Collected data entries:
==================================================

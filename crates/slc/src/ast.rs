//! Syntax tree produced by the parser and consumed by code generation.
//!
//! Every node owns its children outright, and every node records the
//! [`Position`] of the token it starts at.

use serde::Serialize;

use crate::tokenizer::{Position, TokenKind};

#[derive(Clone, Debug, PartialEq, Eq, Serialize)]
pub struct Program {
    pub statements: Vec<Statement>,
    pub position: Position,
}

impl Program {
    pub fn new() -> Self {
        Self {
            statements: vec![],
            position: Position::default(),
        }
    }

    pub fn append(&mut self, statement: Statement) {
        self.statements.push(statement);
    }
}

impl Default for Program {
    fn default() -> Self {
        Self::new()
    }
}

/// A braced statement sequence, positioned at its opening `{`.
#[derive(Clone, Debug, PartialEq, Eq, Serialize)]
pub struct Block {
    pub statements: Vec<Statement>,
    pub position: Position,
}

impl Block {
    pub fn new(position: Position) -> Self {
        Self {
            statements: vec![],
            position,
        }
    }

    pub fn append(&mut self, statement: Statement) {
        self.statements.push(statement);
    }
}

#[derive(Clone, Debug, PartialEq, Eq, Serialize)]
pub enum Statement {
    Declaration {
        name: String,
        initializer: Option<Expression>,
        position: Position,
    },
    Assignment {
        name: String,
        value: Expression,
        position: Position,
    },
    If {
        condition: Expression,
        then_block: Block,
        else_block: Option<Block>,
        position: Position,
    },
}

impl Statement {
    pub fn declaration(
        name: impl Into<String>,
        initializer: Option<Expression>,
        position: Position,
    ) -> Self {
        Statement::Declaration {
            name: name.into(),
            initializer,
            position,
        }
    }

    pub fn assignment(name: impl Into<String>, value: Expression, position: Position) -> Self {
        Statement::Assignment {
            name: name.into(),
            value,
            position,
        }
    }

    pub fn if_statement(
        condition: Expression,
        then_block: Block,
        else_block: Option<Block>,
        position: Position,
    ) -> Self {
        Statement::If {
            condition,
            then_block,
            else_block,
            position,
        }
    }

    pub fn position(&self) -> Position {
        match self {
            Statement::Declaration { position, .. }
            | Statement::Assignment { position, .. }
            | Statement::If { position, .. } => *position,
        }
    }
}

#[derive(Clone, Copy, Debug, PartialEq, Eq, Hash, Serialize)]
pub enum BinaryOperator {
    Plus,
    Minus,
    Equal,
}

impl BinaryOperator {
    pub fn from_token(kind: TokenKind) -> Option<Self> {
        match kind {
            TokenKind::Plus => Some(BinaryOperator::Plus),
            TokenKind::Minus => Some(BinaryOperator::Minus),
            TokenKind::Equal => Some(BinaryOperator::Equal),
            _ => None,
        }
    }

    pub fn token_kind(self) -> TokenKind {
        match self {
            BinaryOperator::Plus => TokenKind::Plus,
            BinaryOperator::Minus => TokenKind::Minus,
            BinaryOperator::Equal => TokenKind::Equal,
        }
    }
}

#[derive(Clone, Debug, PartialEq, Eq, Serialize)]
pub enum Expression {
    BinaryOp {
        left: Box<Expression>,
        operator: BinaryOperator,
        right: Box<Expression>,
        position: Position,
    },
    Number {
        value: i32,
        position: Position,
    },
    Identifier {
        name: String,
        position: Position,
    },
}

impl Expression {
    pub fn binary(
        left: Expression,
        operator: BinaryOperator,
        right: Expression,
        position: Position,
    ) -> Self {
        Expression::BinaryOp {
            left: Box::new(left),
            operator,
            right: Box::new(right),
            position,
        }
    }

    pub fn number(value: i32, position: Position) -> Self {
        Expression::Number { value, position }
    }

    pub fn identifier(name: impl Into<String>, position: Position) -> Self {
        Expression::Identifier {
            name: name.into(),
            position,
        }
    }

    pub fn position(&self) -> Position {
        match self {
            Expression::BinaryOp { position, .. }
            | Expression::Number { position, .. }
            | Expression::Identifier { position, .. } => *position,
        }
    }
}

==================================================

§ **Task to complete**: Look through the entries above. Extract each line with the word "left".

§ **Expected answer**:
        left: Box<Expression>,
        left: Expression,
            left: Box::new(left),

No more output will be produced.